1 node in Madrid · ESPANIX Madrid

Spain — 1 Node

Cities
Madrid
ISPs / ASNs
Ohz Digital SL 202673
Datacenters
Ohz Digital SL
Internet Exchanges
ESPANIX — Spanish Internet Exchange, Madrid, main Spanish IX
CATNIX — Catalan Internet Exchange, Barcelona
DE-CIX Madrid — DE-CIX's Madrid location, bridging Spanish and international networks

MTR Testing from Spain

MTR from the Madrid node traces the full network path from Ohz Digital's Spanish network to your target, showing each hop with latency and loss data. Traces heading to France will typically exit Spain through the Pyrenees corridor, entering France near Hendaye or the Perpignan–Barcelona axis before continuing north to Paris. The first few hops out of Madrid into French territory are a common location for asymmetric routing — the outbound path may differ from the return path.

For targets in Latin America, MTR from Madrid is particularly informative. The trace will show which submarine cable carries the traffic — routes via the SAT-3/WASC/SAFE cable or the Columbus III system produce different hop patterns and latency profiles. Seeing which Spanish carrier picks up the traffic and which cable landing station it exits through tells you a lot about why the RTT to a specific LATAM destination looks the way it does.

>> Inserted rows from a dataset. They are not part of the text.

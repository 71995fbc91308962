//! Adaptive history polling.
//!
//! The upstream produces artifacts progressively and exposes no push
//! channel, so the poller owns time: it starts at a short interval, widens
//! additively while nothing changes, snaps back on progress, and
//! classifies terminal states. The per-tick HTTP round is a caller-supplied
//! closure, which keeps the loop itself free of wire concerns and fully
//! testable.

use serde_json::Value;
use std::future::Future;
use std::time::Duration;
use tokio::time::Instant;

use crate::error::{GatewayError, GatewayResult};
use crate::modules::config::{PollerSettings, TerminalCodes};

/// What a generation produces; only used for log context.
#[derive(Debug, Clone, Copy, PartialEq, Eq)]
pub enum GenerationKind {
    Image,
    Video,
}

impl GenerationKind {
    fn as_str(self) -> &'static str {
        match self {
            Self::Image => "image",
            Self::Video => "video",
        }
    }
}

/// Snapshot extracted from one history response.
#[derive(Debug, Clone, Default)]
pub struct PollingStatus {
    pub status: i64,
    pub fail_code: String,
    pub item_count: usize,
    pub finish_time: i64,
    pub history_id: String,
}

/// One tick's worth of data: the snapshot plus the raw task payload.
#[derive(Debug, Clone)]
pub struct PollTick {
    pub status: PollingStatus,
    pub data: Value,
}

/// Final poll result.
#[derive(Debug, Clone)]
pub struct PollOutcome {
    pub status: i64,
    pub elapsed: Duration,
    pub data: Value,
}

/// Fixed configuration for one poll run.
#[derive(Debug, Clone)]
pub struct SmartPollerConfig {
    pub max_poll_count: u32,
    pub expected_item_count: usize,
    pub kind: GenerationKind,
    pub base_interval: Duration,
    pub max_interval: Duration,
    pub widen_step: Duration,
    pub widen_after: u32,
    pub stall_after: u32,
    pub max_transport_errors: u32,
    pub terminal: TerminalCodes,
}

impl SmartPollerConfig {
    pub fn from_settings(
        settings: &PollerSettings,
        terminal: TerminalCodes,
        kind: GenerationKind,
        expected_item_count: usize,
    ) -> Self {
        Self {
            max_poll_count: settings.max_poll_count,
            expected_item_count,
            kind,
            base_interval: Duration::from_millis(settings.base_interval_ms),
            max_interval: Duration::from_millis(settings.max_interval_ms),
            widen_step: Duration::from_millis(settings.widen_step_ms),
            widen_after: settings.widen_after_ticks,
            stall_after: settings.stall_after_ticks,
            max_transport_errors: settings.max_transport_errors,
            terminal,
        }
    }
}

enum StepVerdict {
    Continue,
    Succeeded,
    Failed(GatewayError),
}

pub struct SmartPoller {
    config: SmartPollerConfig,
    iterations: u32,
    last_item_count: Option<usize>,
    no_progress_ticks: u32,
    transport_errors: u32,
    interval: Duration,
}

impl SmartPoller {
    pub fn new(config: SmartPollerConfig) -> Self {
        let interval = config.base_interval;
        Self {
            config,
            iterations: 0,
            last_item_count: None,
            no_progress_ticks: 0,
            transport_errors: 0,
            interval,
        }
    }

    /// Drive `tick` until a terminal condition. Always returns within
    /// `max_poll_count` ticks.
    pub async fn poll<F, Fut>(mut self, mut tick: F) -> GatewayResult<PollOutcome>
    where
        F: FnMut() -> Fut,
        Fut: Future<Output = GatewayResult<PollTick>>,
    {
        let started = Instant::now();

        loop {
            if self.iterations >= self.config.max_poll_count {
                return Err(GatewayError::PollTimeout(format!(
                    "{} generation still pending after {} polls",
                    self.config.kind.as_str(),
                    self.iterations
                )));
            }
            self.iterations += 1;

            match tick().await {
                Ok(result) => {
                    self.transport_errors = 0;
                    tracing::debug!(
                        "Poll #{}: status={} items={} finish_time={}",
                        self.iterations,
                        result.status.status,
                        result.status.item_count,
                        result.status.finish_time,
                    );
                    match self.on_tick(&result.status) {
                        StepVerdict::Succeeded => {
                            return Ok(PollOutcome {
                                status: result.status.status,
                                elapsed: started.elapsed(),
                                data: result.data,
                            })
                        }
                        StepVerdict::Failed(err) => return Err(err),
                        StepVerdict::Continue => {}
                    }
                }
                Err(err) => {
                    if let Some(fatal) = self.on_tick_error(err) {
                        return Err(fatal);
                    }
                }
            }

            tokio::time::sleep(self.interval).await;
        }
    }

    /// Classify one successful tick. Pure bookkeeping, no time or I/O.
    fn on_tick(&mut self, status: &PollingStatus) -> StepVerdict {
        // A shrinking item list breaks the protocol; bail before anything
        // downstream trusts it.
        if let Some(last) = self.last_item_count {
            if status.item_count < last {
                return StepVerdict::Failed(GatewayError::Server(format!(
                    "history {} item count decreased from {} to {}",
                    status.history_id, last, status.item_count
                )));
            }
        }

        if self.config.terminal.is_failure(status.status) {
            return StepVerdict::Failed(self.remote_failure(status));
        }
        if !status.fail_code.is_empty()
            && status.fail_code != "0"
            && !self.config.terminal.is_transient_fail_code(&status.fail_code)
        {
            return StepVerdict::Failed(self.remote_failure(status));
        }

        if self.config.terminal.is_success(status.status)
            && (status.item_count >= self.config.expected_item_count || status.finish_time > 0)
        {
            return StepVerdict::Succeeded;
        }

        let progressed = match self.last_item_count {
            Some(last) => status.item_count > last,
            None => status.item_count > 0,
        };
        self.last_item_count = Some(status.item_count);

        if progressed {
            self.no_progress_ticks = 0;
            self.interval = self.config.base_interval;
        } else {
            self.no_progress_ticks += 1;
            if self.no_progress_ticks >= self.config.widen_after {
                self.interval = (self.interval + self.config.widen_step)
                    .min(self.config.max_interval);
            }
            if self.no_progress_ticks > self.config.stall_after && status.finish_time == 0 {
                return StepVerdict::Failed(GatewayError::PollStall(format!(
                    "no progress on history {} for {} polls",
                    status.history_id, self.no_progress_ticks
                )));
            }
        }

        StepVerdict::Continue
    }

    /// Transport faults are retried a bounded consecutive count; anything
    /// already classified is terminal.
    fn on_tick_error(&mut self, err: GatewayError) -> Option<GatewayError> {
        match err {
            GatewayError::Transport(message) => {
                self.transport_errors += 1;
                if self.transport_errors > self.config.max_transport_errors {
                    return Some(GatewayError::Transport(format!(
                        "{} consecutive poll transport failures, last: {message}",
                        self.transport_errors
                    )));
                }
                tracing::warn!(
                    "Poll transport error ({}/{}): {}",
                    self.transport_errors,
                    self.config.max_transport_errors,
                    message
                );
                None
            }
            terminal => Some(terminal),
        }
    }

    fn remote_failure(&self, status: &PollingStatus) -> GatewayError {
        let code = if status.fail_code.is_empty() {
            status.status.to_string()
        } else {
            status.fail_code.clone()
        };
        GatewayError::PollRemoteFailed {
            code,
            message: format!("history {} reported a terminal failure", status.history_id),
        }
    }
}

#[cfg(test)]
mod tests {
    use super::*;
    use std::collections::VecDeque;
    use std::sync::{Arc, Mutex};

    fn fast_config(max_poll_count: u32, expected: usize) -> SmartPollerConfig {
        SmartPollerConfig {
            max_poll_count,
            expected_item_count: expected,
            kind: GenerationKind::Image,
            base_interval: Duration::from_millis(1),
            max_interval: Duration::from_millis(5),
            widen_step: Duration::from_millis(1),
            widen_after: 2,
            stall_after: 4,
            max_transport_errors: 2,
            terminal: TerminalCodes::default(),
        }
    }

    fn status(code: i64, items: usize, finish: i64) -> PollingStatus {
        PollingStatus {
            status: code,
            fail_code: String::new(),
            item_count: items,
            finish_time: finish,
            history_id: "h1".to_string(),
        }
    }

    fn script(
        ticks: Vec<GatewayResult<PollTick>>,
    ) -> impl FnMut() -> std::future::Ready<GatewayResult<PollTick>> {
        let queue = Arc::new(Mutex::new(VecDeque::from(ticks)));
        move || {
            let next = queue
                .lock()
                .expect("lock")
                .pop_front()
                .expect("script exhausted");
            std::future::ready(next)
        }
    }

    fn tick(code: i64, items: usize, finish: i64) -> GatewayResult<PollTick> {
        Ok(PollTick { status: status(code, items, finish), data: Value::Null })
    }

    #[tokio::test]
    async fn succeeds_when_items_reach_expected() {
        let poller = SmartPoller::new(fast_config(10, 4));
        let outcome = poller
            .poll(script(vec![tick(20, 0, 0), tick(42, 2, 0), tick(50, 4, 0)]))
            .await
            .expect("succeeds");
        assert_eq!(outcome.status, 50);
    }

    #[tokio::test]
    async fn finish_time_completes_a_short_item_list() {
        let poller = SmartPoller::new(fast_config(10, 4));
        let outcome = poller
            .poll(script(vec![tick(50, 1, 1_700_000_000)]))
            .await
            .expect("succeeds");
        assert_eq!(outcome.status, 50);
    }

    #[tokio::test]
    async fn times_out_at_max_poll_count() {
        let mut config = fast_config(10, 4);
        config.stall_after = 50;
        let poller = SmartPoller::new(config);
        let ticks = (0..10).map(|_| tick(20, 0, 0)).collect();
        let err = poller.poll(script(ticks)).await.expect_err("timeout");
        assert!(matches!(err, GatewayError::PollTimeout(_)));
    }

    #[tokio::test]
    async fn terminal_failure_status_is_classified() {
        let poller = SmartPoller::new(fast_config(10, 4));
        let mut failed = status(30, 0, 0);
        failed.fail_code = "2038".to_string();
        let err = poller
            .poll(script(vec![Ok(PollTick { status: failed, data: Value::Null })]))
            .await
            .expect_err("fails");
        match err {
            GatewayError::PollRemoteFailed { code, .. } => assert_eq!(code, "2038"),
            other => panic!("unexpected error: {other}"),
        }
    }

    #[tokio::test]
    async fn transient_fail_codes_do_not_terminate() {
        let mut config = fast_config(10, 1);
        config.terminal.transient_fail_codes = vec!["1180".to_string()];
        let poller = SmartPoller::new(config);
        let mut pending = status(42, 0, 0);
        pending.fail_code = "1180".to_string();
        let outcome = poller
            .poll(script(vec![
                Ok(PollTick { status: pending, data: Value::Null }),
                tick(50, 1, 0),
            ]))
            .await
            .expect("transient code is tolerated");
        assert_eq!(outcome.status, 50);
    }

    #[tokio::test]
    async fn stalls_without_progress() {
        let poller = SmartPoller::new(fast_config(20, 4));
        let ticks = (0..8).map(|_| tick(42, 1, 0)).collect();
        let err = poller.poll(script(ticks)).await.expect_err("stall");
        assert!(matches!(err, GatewayError::PollStall(_)));
    }

    #[tokio::test]
    async fn item_count_decrease_fails_fast() {
        let poller = SmartPoller::new(fast_config(10, 4));
        let err = poller
            .poll(script(vec![tick(42, 3, 0), tick(42, 1, 0)]))
            .await
            .expect_err("protocol violation");
        assert!(matches!(err, GatewayError::Server(_)));
    }

    #[tokio::test]
    async fn bounded_transport_retries() {
        let poller = SmartPoller::new(fast_config(10, 1));
        let outcome = poller
            .poll(script(vec![
                Err(GatewayError::Transport("dns".to_string())),
                Err(GatewayError::Transport("dns".to_string())),
                tick(50, 1, 0),
            ]))
            .await
            .expect("recovers");
        assert_eq!(outcome.status, 50);

        let poller = SmartPoller::new(fast_config(10, 1));
        let err = poller
            .poll(script(vec![
                Err(GatewayError::Transport("dns".to_string())),
                Err(GatewayError::Transport("dns".to_string())),
                Err(GatewayError::Transport("dns".to_string())),
            ]))
            .await
            .expect_err("exhausted");
        assert!(matches!(err, GatewayError::Transport(_)));
    }

    #[tokio::test]
    async fn upstream_errors_are_not_retried() {
        let poller = SmartPoller::new(fast_config(10, 1));
        let err = poller
            .poll(script(vec![Err(GatewayError::Auth("expired".to_string()))]))
            .await
            .expect_err("terminal");
        assert!(matches!(err, GatewayError::Auth(_)));
    }

    #[test]
    fn interval_widens_and_resets() {
        let mut poller = SmartPoller::new(fast_config(20, 4));
        // Prime the baseline, then go quiet.
        for _ in 0..4 {
            let verdict = poller.on_tick(&status(42, 1, 0));
            assert!(matches!(verdict, StepVerdict::Continue));
        }
        assert!(poller.interval > poller.config.base_interval);

        // Progress snaps the interval back.
        let verdict = poller.on_tick(&status(42, 2, 0));
        assert!(matches!(verdict, StepVerdict::Continue));
        assert_eq!(poller.interval, poller.config.base_interval);
    }
}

Interpreting MTR from the Madrid node requires the same care as any ICMP-based trace: routers that drop or rate-limit ICMP TTL-exceeded messages will appear to show 100% packet loss in the middle of an otherwise working path. On Spanish backbone infrastructure operated by Telefónica and other carriers, this is common. As always, focus on whether high loss or latency at a specific hop persists through all subsequent hops — that's the real signal, not the individual hop's ICMP response rate.

Spain Network Infrastructure

Spain has a single node on this platform: Madrid, on AS202673, operated by Ohz Digital SL. Madrid is the primary internet hub for the Iberian Peninsula, home to ESPANIX and the DE-CIX Madrid peering point. The Spanish internet backbone is largely centralised in Madrid, with Barcelona as a secondary hub via CATNIX. For most international routing purposes, traffic in and out of Spain passes through Madrid.

Spain's geographic position gives it a unique role in European networking — it sits at the junction between Europe, North Africa, and Latin America. Several submarine cables connect Spain to the Americas, and Spanish carriers maintain direct relationships with major Latin American network operators. Madrid is the natural European gateway for traffic destined for Brazil, Argentina, Mexico, and the rest of LATAM, and CDN operators frequently use Spanish nodes as part of their LATAM serving strategy.

ESPANIX in Madrid is the primary Spanish IXP and handles the bulk of domestic peering between Spanish ISPs and content providers. DE-CIX operates a separate peering node in Madrid that connects Spanish networks to DE-CIX's broader European fabric, giving Madrid-connected networks access to thousands of peers across the DE-CIX platform without needing direct bilateral agreements. CATNIX in Barcelona serves Catalan and northeastern Spanish networks.

Latency from Madrid to the rest of Europe reflects the country's southwestern position. Madrid to Paris is typically around 25ms; Madrid to Frankfurt runs about 30ms; Madrid to Amsterdam is closer to 35ms. These are noticeably higher than intra-core-Europe numbers like Frankfurt to Amsterdam (9ms), simply because of the physical distance through France. To the US East Coast, Madrid shows RTTs around 100–110ms.

Ohz Digital SL is a Spanish hosting and transit provider operating in the Madrid market. The AS202673 network connects to Spanish and international transit providers and peers at ESPANIX and DE-CIX Madrid. Tests from this node reflect conditions typical of a mid-tier Spanish hosting ASN — useful for gauging reachability from Spanish commercial hosting infrastructure without the skew of a major incumbent like Telefónica.